◆ TASK INSTRUCTIONS
The word "seen": in how many lines of the records does it appear? Reply with the number alone.

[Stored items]
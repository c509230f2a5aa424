use wasm_bindgen_futures::JsFuture;
use web_sys as web;

/// Write `text` to the system clipboard.
pub async fn copy_text(text: &str) -> anyhow::Result<()> {
    let window = web::window().ok_or_else(|| anyhow::anyhow!("no window"))?;
    let promise = window.navigator().clipboard().write_text(text);
    JsFuture::from(promise)
        .await
        .map_err(|e| anyhow::anyhow!("clipboard write rejected: {:?}", e))?;
    Ok(())
}
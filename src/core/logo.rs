use super::constants::{LOGO_HEIGHT, LOGO_MAX_SPEED, LOGO_WIDTH};
use glam::Vec2;
use rand::Rng;

/// Axis-aligned box drifting around its container, DVD-screensaver style.
#[derive(Clone, Copy, Debug, PartialEq)]
pub struct BouncingBox {
    pub pos: Vec2,
    pub vel: Vec2,
    pub size: Vec2,
}

impl BouncingBox {
    pub fn new(size: Vec2, vel: Vec2) -> Self {
        Self {
            pos: Vec2::ZERO,
            vel,
            size,
        }
    }

    /// Logo-sized box starting at the container origin with a random heading.
    pub fn logo<R: Rng>(rng: &mut R) -> Self {
        let vel = Vec2::new(
            (rng.gen::<f32>() * 2.0 - 1.0) * LOGO_MAX_SPEED,
            (rng.gen::<f32>() * 2.0 - 1.0) * LOGO_MAX_SPEED,
        );
        Self::new(Vec2::new(LOGO_WIDTH, LOGO_HEIGHT), vel)
    }

    /// Move one tick inside a `container`-sized area, reflecting off its edges.
    pub fn step(&mut self, container: Vec2) {
        let mut next = self.pos + self.vel;
        let limit = (container - self.size).max(Vec2::ZERO);

        if next.x < 0.0 || next.x > limit.x {
            self.vel.x = -self.vel.x;
            next.x = if next.x < 0.0 { 0.0 } else { limit.x };
        }
        if next.y < 0.0 || next.y > limit.y {
            self.vel.y = -self.vel.y;
            next.y = if next.y < 0.0 { 0.0 } else { limit.y };
        }
        self.pos = next;
    }
}
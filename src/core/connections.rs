use glam::Vec2;

/// Opacity of the line joining two points `distance` apart.
///
/// Fades linearly from 1 at distance 0 to 0 at `threshold`; `None` means the
/// points are too far apart to be connected.
#[inline]
pub fn connection_alpha(distance: f32, threshold: f32) -> Option<f32> {
    if threshold <= 0.0 || distance.is_nan() || distance >= threshold {
        return None;
    }
    Some((1.0 - distance / threshold).clamp(0.0, 1.0))
}

/// Line opacity as a total function of distance: 0 at and beyond `threshold`.
#[inline]
pub fn line_opacity(distance: f32, threshold: f32) -> f32 {
    connection_alpha(distance, threshold).unwrap_or(0.0)
}

/// Visit every unordered pair closer than `threshold`, O(n²).
pub fn for_each_connection<F>(points: &[(Vec2, f32)], threshold: f32, mut f: F)
where
    F: FnMut(Vec2, Vec2, f32),
{
    for i in 0..points.len() {
        let a = points[i].0;
        for b in points.iter().skip(i + 1).map(|p| p.0) {
            if let Some(alpha) = connection_alpha(a.distance(b), threshold) {
                f(a, b, alpha);
            }
        }
    }
}
use super::constants::{RADIUS_PROPORTION, RING_COUNT, RING_DOT_SIZE};
use super::settings::Settings;
use glam::Vec2;
use std::f32::consts::TAU;

/// A dot fixed on its ring; the ring's rotation is applied at draw time.
#[derive(Clone, Copy, Debug, PartialEq)]
pub struct RingDot {
    pub angle: f32,
    pub radius: f32,
    pub size: f32,
}

#[derive(Clone, Debug, Default)]
pub struct Ring {
    pub dots: Vec<RingDot>,
    /// Accumulated rotation, kept within [-2π, 2π].
    pub angle: f32,
    /// Signed radians per tick.
    pub speed: f32,
}

impl Ring {
    /// Advance the rotation by one tick, wrapping at ±2π.
    pub fn step(&mut self) {
        self.angle = wrap_angle(self.angle + self.speed);
    }
}

#[inline]
pub fn wrap_angle(angle: f32) -> f32 {
    if angle.abs() >= TAU {
        angle % TAU
    } else {
        angle
    }
}

/// Rotation speed of each ring: ring 1 turns at `base * proportion`, every
/// following ring at the previous ring's speed times `proportion`.
pub fn ring_speeds(base: f64, proportion: f64) -> [f32; RING_COUNT] {
    let mut speeds = [0.0f32; RING_COUNT];
    let mut speed = base;
    for s in speeds.iter_mut() {
        speed *= proportion;
        *s = speed as f32;
    }
    speeds
}

/// Outer ring fills the shorter viewport side; inner rings shrink geometrically.
pub fn ring_radii(viewport: Vec2) -> [f32; RING_COUNT] {
    let mut radii = [0.0f32; RING_COUNT];
    let mut r = viewport.x.min(viewport.y).max(0.0) / 2.0;
    for slot in radii.iter_mut() {
        *slot = r;
        r *= RADIUS_PROPORTION;
    }
    radii
}

/// Evenly spaced dots around one ring.
pub fn seed_ring(count: usize, radius: f32) -> Vec<RingDot> {
    (0..count)
        .map(|i| RingDot {
            angle: (i as f32 / count as f32) * TAU,
            radius,
            size: RING_DOT_SIZE,
        })
        .collect()
}

/// Concentric rotating rings of dots.
#[derive(Clone, Debug)]
pub struct RingField {
    pub rings: [Ring; RING_COUNT],
    viewport: Vec2,
}

impl RingField {
    pub fn new(viewport: Vec2, settings: &Settings) -> Self {
        let mut field = Self {
            rings: Default::default(),
            viewport,
        };
        field.initialize(viewport, settings);
        field
    }

    /// Re-seed dots for the given viewport and settings. Ring rotation
    /// angles carry over so the animation does not jump.
    pub fn initialize(&mut self, viewport: Vec2, settings: &Settings) {
        self.viewport = viewport;
        let counts = if viewport.x * viewport.y > 0.0 {
            settings.ring_dot_counts()
        } else {
            [0; RING_COUNT]
        };
        let radii = ring_radii(viewport);
        let speeds = ring_speeds(settings.base_rotation_speed, settings.rotation_proportion);
        for (i, ring) in self.rings.iter_mut().enumerate() {
            ring.dots = seed_ring(counts[i], radii[i]);
            ring.speed = speeds[i];
        }
    }

    pub fn resize(&mut self, viewport: Vec2, settings: &Settings) {
        self.initialize(viewport, settings);
    }

    pub fn step(&mut self) {
        for ring in &mut self.rings {
            ring.step();
        }
    }

    pub fn viewport(&self) -> Vec2 {
        self.viewport
    }

    pub fn dot_count(&self) -> usize {
        self.rings.iter().map(|r| r.dots.len()).sum()
    }

    /// Screen positions and sizes of all dots, ring 1 first.
    pub fn positions(&self, out: &mut Vec<(Vec2, f32)>) {
        out.clear();
        let center = self.viewport * 0.5;
        for ring in &self.rings {
            for dot in &ring.dots {
                let a = dot.angle + ring.angle;
                out.push((center + Vec2::new(a.cos(), a.sin()) * dot.radius, dot.size));
            }
        }
    }
}
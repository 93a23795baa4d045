//! Deterministic pseudo-random stream.
//!
//! Every random choice of a run (city placement, initial shuffling,
//! parent/crossover-point picks, swap positions) is drawn from a single
//! [`Lcg`] in a fixed order. Given the same seed and the same run
//! parameters, the stream, and therefore the whole search, is
//! bit-reproducible regardless of how many worker threads execute the
//! data-parallel phases.

/// Multiplier of the linear-congruential recurrence.
pub const LCG_MULTIPLIER: u32 = 214_013;

/// Increment of the linear-congruential recurrence.
pub const LCG_INCREMENT: u32 = 2_531_011;

/// Number of low-order state bits discarded by [`Lcg::next_value`].
const OUTPUT_SHIFT: u32 = 13;

/// 32-bit linear congruential generator.
///
/// `state = 214013 * state + 2531011 (mod 2^32)`, output `state >> 13`.
///
/// A run owns exactly one generator and advances it only on the
/// orchestrating thread, before parallel work is dispatched.
///
/// # Examples
///
/// ```
/// use u_tspga::rng::Lcg;
///
/// let mut a = Lcg::new(12345);
/// let mut b = Lcg::new(12345);
/// assert_eq!(a.next_value(), b.next_value());
/// assert!(a.below(10) < 10);
/// ```
#[derive(Debug, Clone, PartialEq, Eq)]
pub struct Lcg {
    state: u32,
}

impl Lcg {
    /// Creates a generator seeded with `seed`.
    pub fn new(seed: u32) -> Self {
        Self { state: seed }
    }

    /// Returns the current internal state.
    pub fn state(&self) -> u32 {
        self.state
    }

    /// Advances the recurrence and returns the next output value.
    ///
    /// Outputs are in `[0, 2^19)`.
    #[inline]
    pub fn next_value(&mut self) -> u32 {
        self.state = self
            .state
            .wrapping_mul(LCG_MULTIPLIER)
            .wrapping_add(LCG_INCREMENT);
        self.state >> OUTPUT_SHIFT
    }

    /// Draws an index in `[0, n)` as `next_value() % n`.
    ///
    /// # Panics
    /// Panics if `n == 0`.
    #[inline]
    pub fn below(&mut self, n: usize) -> usize {
        assert!(n > 0, "cannot draw from an empty range");
        self.next_value() as usize % n
    }
}
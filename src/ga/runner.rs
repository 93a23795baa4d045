//! GA generational loop execution.
//!
//! [`TspRunner`] orchestrates the complete evolutionary process:
//! initialization → evaluation → sort → {copy elite → mate → mutate →
//! promote → evaluate → sort → checkpoint}* → final check.
//!
//! Each phase completes for the whole population before the next one
//! starts. Inside a phase, chromosomes are processed independently (on
//! rayon workers when `parallel` is set), and every random choice of the
//! generation has already been drawn on the calling thread.

use super::config::TspConfig;
use super::error::TspError;
use super::fitness::evaluate;
use super::operators::{draw_mates, draw_swaps, mate, mutate};
use super::population::Population;
use super::selection::sort_population;
use crate::geometry::{random_cities, City};
use crate::rng::Lcg;

/// Progress snapshot taken at a checkpoint generation.
#[derive(Debug, Clone, Copy, PartialEq)]
#[cfg_attr(feature = "serde", derive(serde::Serialize, serde::Deserialize))]
pub struct Checkpoint {
    /// Zero-based generation index.
    pub generation: usize,
    /// Best tour length after that generation.
    pub best_distance: f32,
}

/// Result of a TSP GA run.
#[derive(Debug, Clone, PartialEq)]
#[cfg_attr(feature = "serde", derive(serde::Serialize, serde::Deserialize))]
pub struct TspResult {
    /// Best tour of the final sorted population.
    pub best_tour: Vec<u32>,

    /// Closed length of `best_tour`.
    pub best_distance: f32,

    /// Total number of generations executed.
    pub generations: usize,

    /// Best fitness of the initial population, then after each generation.
    pub fitness_history: Vec<f32>,

    /// Progress reports taken at checkpoint generations.
    pub checkpoints: Vec<Checkpoint>,
}

/// Executes the TSP GA generational loop.
///
/// # Usage
///
/// ```
/// use u_tspga::ga::{TspConfig, TspRunner};
///
/// let config = TspConfig::default()
///     .with_n_cities(12)
///     .with_population_size(60)
///     .with_epochs(20);
/// let (cities, result) = TspRunner::solve(&config).unwrap();
/// assert_eq!(cities.len(), 12);
/// assert_eq!(result.best_tour.len(), 12);
/// ```
pub struct TspRunner;

impl TspRunner {
    /// Generates `config.n_cities` random cities from `config.seed` and
    /// runs the GA on them with the same random stream.
    pub fn solve(config: &TspConfig) -> Result<(Vec<City>, TspResult), TspError> {
        let mut rng = Lcg::new(config.seed);
        let cities = random_cities(config.n_cities, &mut rng);
        let result = Self::run(&cities, config, &mut rng)?;
        Ok((cities, result))
    }

    /// Runs the GA over `cities`, drawing every random choice from `rng`.
    ///
    /// `config.seed` is not consulted; the caller owns the stream.
    ///
    /// # Errors
    /// - [`TspError::InvalidConfig`] if the configuration is invalid or
    ///   `cities.len() != config.n_cities`.
    /// - [`TspError::Allocation`] if the populations cannot be allocated.
    /// - [`TspError::ThreadPool`] if a dedicated pool cannot be started.
    /// - [`TspError::InvalidPermutation`] if a checkpoint finds a corrupted
    ///   tour. The run stops there.
    pub fn run(cities: &[City], config: &TspConfig, rng: &mut Lcg) -> Result<TspResult, TspError> {
        config.validate()?;
        if cities.len() != config.n_cities {
            return Err(TspError::InvalidConfig(format!(
                "got {} cities, configured for {}",
                cities.len(),
                config.n_cities
            )));
        }

        match config.threads {
            Some(threads) if config.parallel => {
                let pool = rayon::ThreadPoolBuilder::new()
                    .num_threads(threads)
                    .build()?;
                pool.install(|| evolve(cities, config, rng))
            }
            _ => evolve(cities, config, rng),
        }
    }
}

fn evolve(cities: &[City], config: &TspConfig, rng: &mut Lcg) -> Result<TspResult, TspError> {
    let n = cities.len();
    let size = config.population_size;
    let elite = config.elite_count();
    let offspring = config.offspring_count();
    let parallel = config.parallel;

    tracing::info!(
        cities = n,
        population = size,
        elite,
        epochs = config.epochs,
        parallel,
        "starting TSP genetic algorithm"
    );

    // 1. Identity tours, shuffled by whole-population mutation rounds
    let mut current = Population::identity(size, n)?;
    let mut scratch = Population::identity(size, n)?;
    for _ in 0..config.init_mutations {
        let swaps = draw_swaps(rng, size, n);
        mutate(&mut current, 0, &swaps, parallel);
    }

    // 2. Evaluate and sort the initial population
    evaluate(&mut current, cities, parallel);
    sort_population(&mut current, &mut scratch, parallel);

    let mut fitness_history = Vec::with_capacity(config.epochs + 1);
    fitness_history.push(current.best().1);
    let mut checkpoints = Vec::new();

    // 3. Generational loop
    for gen in 0..config.epochs {
        // All draws of the generation, in stream order, before any dispatch
        let mates = draw_mates(rng, offspring, elite, n);
        let swaps = draw_swaps(rng, offspring, n);

        scratch.copy_prefix_from(&current, elite);
        mate(&current, elite, &mut scratch, &mates, parallel);
        mutate(&mut scratch, elite, &swaps, parallel);
        std::mem::swap(&mut current, &mut scratch);

        evaluate(&mut current, cities, parallel);
        sort_population(&mut current, &mut scratch, parallel);

        let best_distance = current.best().1;
        fitness_history.push(best_distance);
        tracing::debug!(generation = gen, best_distance, "generation complete");

        if config.is_checkpoint(gen) {
            tracing::info!(generation = gen, best_distance, "progress");
            checkpoints.push(Checkpoint {
                generation: gen,
                best_distance,
            });
            check_population(&current, Some(gen), config.validate_all)?;
        }
    }

    // 4. Final sanity check
    check_population(&current, None, config.validate_all)?;

    let (best_tour, best_distance) = current.best();
    tracing::info!(best_distance, "finished");

    Ok(TspResult {
        best_tour: best_tour.to_vec(),
        best_distance,
        generations: config.epochs,
        fitness_history,
        checkpoints,
    })
}

/// Verifies the best tour, or every tour when `all` is set.
fn check_population(
    population: &Population,
    generation: Option<usize>,
    all: bool,
) -> Result<(), TspError> {
    let invalid = if all {
        population.first_invalid()
    } else if population.is_valid(0) {
        None
    } else {
        Some(0)
    };

    match invalid {
        None => Ok(()),
        Some(index) => {
            tracing::error!(?generation, index, "tour is not a valid permutation of cities");
            Err(TspError::InvalidPermutation { generation, index })
        }
    }
}

// ============================================================================
// Tests
// ============================================================================
//! Parallel, seed-reproducible genetic algorithm for the planar
//! Traveling Salesman Problem.
//!
//! - [`rng`]: The single deterministic random stream of a run
//! - [`geometry`]: Cities, `f32` distances, tour length, city generation
//! - [`ga`]: Population model, operators, selection, and the generation loop
//!
//! # Reproducibility
//!
//! Every random choice is drawn from one [`rng::Lcg`] on the calling
//! thread, in a fixed order, before the data-parallel phases run. A run is
//! therefore fully determined by its seed and sizes; the number of worker
//! threads never changes the result.
//!
//! ```
//! use u_tspga::ga::{TspConfig, TspRunner};
//!
//! let config = TspConfig::default()
//!     .with_n_cities(10)
//!     .with_population_size(50)
//!     .with_epochs(10);
//! let (_, a) = TspRunner::solve(&config.clone().with_parallel(false)).unwrap();
//! let (_, b) = TspRunner::solve(&config.with_threads(2)).unwrap();
//! assert_eq!(a.best_tour, b.best_tour);
//! ```

pub mod ga;
pub mod geometry;
pub mod rng;
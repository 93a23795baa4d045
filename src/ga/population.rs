//! Flat-backed population of tour chromosomes.
//!
//! All tours of a population live in one contiguous `Vec<u32>` of
//! `size × n_cities` cells; chromosome `i` occupies
//! `genes[i * n_cities..(i + 1) * n_cities]`. Fitness values live in a
//! parallel `Vec<f32>`. Storage is reserved once and never reallocated.

use super::error::TspError;

/// A fixed-size population of tours and their cached lengths.
#[derive(Debug, Clone, PartialEq)]
pub struct Population {
    pub(crate) n_cities: usize,
    pub(crate) genes: Vec<u32>,
    pub(crate) fitness: Vec<f32>,
}

impl Population {
    /// Allocates `size` chromosomes, each holding the identity tour
    /// `0, 1, ..., n_cities - 1` with fitness `f32::INFINITY`.
    ///
    /// # Errors
    /// [`TspError::Allocation`] if the backing storage cannot be reserved,
    /// [`TspError::InvalidConfig`] if `n_cities` is zero or does not fit
    /// a `u32` city index.
    pub fn identity(size: usize, n_cities: usize) -> Result<Self, TspError> {
        if n_cities == 0 || u32::try_from(n_cities).is_err() {
            return Err(TspError::InvalidConfig(format!(
                "cannot build tours over {n_cities} cities"
            )));
        }
        let cells = size.checked_mul(n_cities).ok_or_else(|| {
            TspError::InvalidConfig(format!(
                "population of {size} x {n_cities} cities overflows"
            ))
        })?;

        let mut genes: Vec<u32> = Vec::new();
        genes
            .try_reserve_exact(cells)
            .map_err(|source| TspError::Allocation {
                what: "population tours",
                source,
            })?;
        let mut fitness: Vec<f32> = Vec::new();
        fitness
            .try_reserve_exact(size)
            .map_err(|source| TspError::Allocation {
                what: "population fitness",
                source,
            })?;

        for _ in 0..size {
            genes.extend(0..n_cities as u32);
        }
        fitness.resize(size, f32::INFINITY);

        Ok(Self {
            n_cities,
            genes,
            fitness,
        })
    }

    /// Builds a population from explicit tours.
    ///
    /// Tours are not checked for validity, only for length; see
    /// [`first_invalid`](Self::first_invalid).
    pub fn from_tours<T: AsRef<[u32]>>(n_cities: usize, tours: &[T]) -> Result<Self, TspError> {
        if n_cities == 0 {
            return Err(TspError::InvalidConfig(
                "cannot build tours over 0 cities".into(),
            ));
        }
        let mut genes = Vec::with_capacity(tours.len() * n_cities);
        for (i, tour) in tours.iter().enumerate() {
            let tour = tour.as_ref();
            if tour.len() != n_cities {
                return Err(TspError::InvalidConfig(format!(
                    "tour {i} has {} cities, expected {n_cities}",
                    tour.len()
                )));
            }
            genes.extend_from_slice(tour);
        }
        Ok(Self {
            n_cities,
            genes,
            fitness: vec![f32::INFINITY; tours.len()],
        })
    }

    /// Number of chromosomes.
    pub fn len(&self) -> usize {
        self.fitness.len()
    }

    /// Returns `true` if the population holds no chromosomes.
    pub fn is_empty(&self) -> bool {
        self.fitness.is_empty()
    }

    /// Number of cities per tour.
    pub fn n_cities(&self) -> usize {
        self.n_cities
    }

    /// Tour of chromosome `i`.
    pub fn tour(&self, i: usize) -> &[u32] {
        &self.genes[i * self.n_cities..(i + 1) * self.n_cities]
    }

    /// Mutable tour of chromosome `i`.
    ///
    /// Callers must restore the permutation invariant before the next
    /// evaluation; the cached fitness is stale until then.
    pub fn tour_mut(&mut self, i: usize) -> &mut [u32] {
        &mut self.genes[i * self.n_cities..(i + 1) * self.n_cities]
    }

    /// Cached fitness (closed tour length) of chromosome `i`.
    pub fn fitness(&self, i: usize) -> f32 {
        self.fitness[i]
    }

    /// All cached fitness values, in chromosome order.
    pub fn fitness_values(&self) -> &[f32] {
        &self.fitness
    }

    /// Iterates over all tours in chromosome order.
    pub fn tours(&self) -> std::slice::ChunksExact<'_, u32> {
        self.genes.chunks_exact(self.n_cities)
    }

    /// First chromosome's tour and fitness.
    ///
    /// After sorting this is the best chromosome.
    ///
    /// # Panics
    /// Panics if the population is empty.
    pub fn best(&self) -> (&[u32], f32) {
        (self.tour(0), self.fitness(0))
    }

    /// Whether chromosome `i` is a permutation of `[0, n_cities)`.
    pub fn is_valid(&self, i: usize) -> bool {
        is_permutation(self.tour(i))
    }

    /// Index of the first chromosome that is not a valid permutation.
    pub fn first_invalid(&self) -> Option<usize> {
        self.tours().position(|tour| !is_permutation(tour))
    }

    /// Copies the first `count` chromosomes (tours and fitness) of `other`.
    ///
    /// # Panics
    /// Panics if the populations differ in tour length or `count` exceeds
    /// either population.
    pub fn copy_prefix_from(&mut self, other: &Population, count: usize) {
        assert_eq!(self.n_cities, other.n_cities, "tour lengths differ");
        let cells = count * self.n_cities;
        self.genes[..cells].copy_from_slice(&other.genes[..cells]);
        self.fitness[..count].copy_from_slice(&other.fitness[..count]);
    }

    /// Overwrites `self` with `other`'s chromosomes rearranged by `order`:
    /// slot `k` receives chromosome `order[k]`.
    pub(crate) fn gather_from(&mut self, other: &Population, order: &[usize], parallel: bool) {
        use rayon::prelude::*;

        let n = self.n_cities;
        if parallel {
            self.genes
                .par_chunks_exact_mut(n)
                .zip(self.fitness.par_iter_mut())
                .zip(order.par_iter())
                .for_each(|((tour, fit), &src)| {
                    tour.copy_from_slice(other.tour(src));
                    *fit = other.fitness[src];
                });
        } else {
            for ((tour, fit), &src) in self
                .genes
                .chunks_exact_mut(n)
                .zip(self.fitness.iter_mut())
                .zip(order)
            {
                tour.copy_from_slice(other.tour(src));
                *fit = other.fitness[src];
            }
        }
    }
}

/// Whether `tour` visits every city in `[0, tour.len())` exactly once.
pub fn is_permutation(tour: &[u32]) -> bool {
    let mut seen = vec![false; tour.len()];
    for &city in tour {
        match seen.get_mut(city as usize) {
            Some(slot) if !*slot => *slot = true,
            _ => return false,
        }
    }
    true
}

#[cfg(test)]
mod tests {
    use super::*;

    #[test]
    fn test_identity_population() {
        let pop = Population::identity(3, 4).unwrap();
        assert_eq!(pop.len(), 3);
        assert_eq!(pop.n_cities(), 4);
        for tour in pop.tours() {
            assert_eq!(tour, &[0, 1, 2, 3]);
        }
        assert!(pop.fitness_values().iter().all(|f| f.is_infinite()));
        assert_eq!(pop.first_invalid(), None);
    }

    #[test]
    fn test_identity_rejects_zero_cities() {
        assert!(matches!(
            Population::identity(3, 0),
            Err(TspError::InvalidConfig(_))
        ));
    }

    #[test]
    fn test_identity_overflow() {
        assert!(Population::identity(usize::MAX, 2).is_err());
    }

    #[test]
    fn test_from_tours_checks_length() {
        assert!(Population::from_tours(3, &[vec![0u32, 1, 2], vec![2, 1]]).is_err());
        let pop = Population::from_tours(3, &[[0u32, 1, 2], [2, 1, 0]]).unwrap();
        assert_eq!(pop.tour(1), &[2, 1, 0]);
    }

    #[test]
    fn test_is_permutation() {
        assert!(is_permutation(&[]));
        assert!(is_permutation(&[0]));
        assert!(is_permutation(&[2, 0, 1]));
        assert!(!is_permutation(&[0, 0, 1]));
        assert!(!is_permutation(&[0, 1, 3]));
    }

    #[test]
    fn test_first_invalid() {
        let pop = Population::from_tours(3, &[[0u32, 1, 2], [1, 1, 2], [2, 1, 2]]).unwrap();
        assert!(pop.is_valid(0));
        assert!(!pop.is_valid(1));
        assert_eq!(pop.first_invalid(), Some(1));
    }

    #[test]
    fn test_tour_mut_is_isolated() {
        let mut pop = Population::identity(3, 4).unwrap();
        pop.tour_mut(1).swap(0, 3);
        assert_eq!(pop.tour(0), &[0, 1, 2, 3]);
        assert_eq!(pop.tour(1), &[3, 1, 2, 0]);
        assert_eq!(pop.tour(2), &[0, 1, 2, 3]);
    }

    #[test]
    fn test_copy_prefix_from() {
        let src = Population::from_tours(3, &[[2u32, 1, 0], [1, 2, 0], [0, 2, 1]]).unwrap();
        let mut dst = Population::identity(3, 3).unwrap();
        dst.copy_prefix_from(&src, 2);
        assert_eq!(dst.tour(0), &[2, 1, 0]);
        assert_eq!(dst.tour(1), &[1, 2, 0]);
        assert_eq!(dst.tour(2), &[0, 1, 2]);
    }

    #[test]
    fn test_gather_from() {
        let mut src = Population::from_tours(2, &[[0u32, 1], [1, 0], [0, 1]]).unwrap();
        src.fitness = vec![3.0, 1.0, 2.0];
        for parallel in [false, true] {
            let mut dst = Population::identity(3, 2).unwrap();
            dst.gather_from(&src, &[1, 2, 0], parallel);
            assert_eq!(dst.fitness_values(), &[1.0, 2.0, 3.0]);
            assert_eq!(dst.tour(0), &[1, 0]);
            assert_eq!(dst.tour(1), &[0, 1]);
        }
    }
}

◆ TASK ANSWER
2